▶ [Work order]:
Please look for the string "Debug" below and report every line in which it occurs.
»»
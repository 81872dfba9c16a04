use axum::response::Json;
use serde_json::{Value, json};

/// Health check handler
/// Returns a simple JSON response indicating the server is running
pub async fn health_check() -> Json<Value> {
    Json(json!({ "status": "OK" }))
}
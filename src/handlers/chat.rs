use std::sync::Arc;

use axum::{extract::State, http::StatusCode, response::Json};
use serde::{Deserialize, Serialize};

use crate::core::openai::ChatMessage;
use crate::errors::{AppError, AppResult};
use crate::handlers::extract::ApiJson;
use crate::state::AppState;

const CHAT_FAILURE: &str = "Failed to get chat response";

/// Either a single `message` or a full `messages` history.
#[derive(Debug, Deserialize)]
pub struct ChatRequest {
    #[serde(default)]
    pub message: Option<String>,
    #[serde(default)]
    pub messages: Option<Vec<ChatMessage>>,
    #[serde(default)]
    pub model: Option<String>,
}

impl ChatRequest {
    fn into_messages(self) -> Option<Vec<ChatMessage>> {
        match (self.messages, self.message) {
            (Some(messages), _) if !messages.is_empty() => Some(messages),
            (_, Some(message)) if !message.trim().is_empty() => Some(vec![ChatMessage::user(message)]),
            _ => None,
        }
    }
}

#[derive(Debug, Serialize)]
pub struct ChatReply {
    pub message: String,
    pub content: String,
}

/// `POST /chat`
pub async fn chat(
    State(state): State<Arc<AppState>>,
    ApiJson(request): ApiJson<ChatRequest>,
) -> AppResult<Json<ChatReply>> {
    let model = request
        .model
        .clone()
        .filter(|m| !m.is_empty())
        .unwrap_or_else(|| state.config.chat_model.clone());
    let messages = request
        .into_messages()
        .ok_or_else(|| AppError::bad_request("message is required"))?;

    let openai = state
        .openai()
        .map_err(|e| AppError::with_message(StatusCode::INTERNAL_SERVER_ERROR, CHAT_FAILURE, e))?;

    let content = openai
        .chat_completion(&model, &messages)
        .await
        .map_err(|e| AppError::with_message(StatusCode::INTERNAL_SERVER_ERROR, CHAT_FAILURE, e))?;

    Ok(Json(ChatReply {
        message: content.clone(),
        content,
    }))
}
««
▶ [Exercise solution]:
#[derive(Debug, Deserialize)]
#[derive(Debug, Serialize)]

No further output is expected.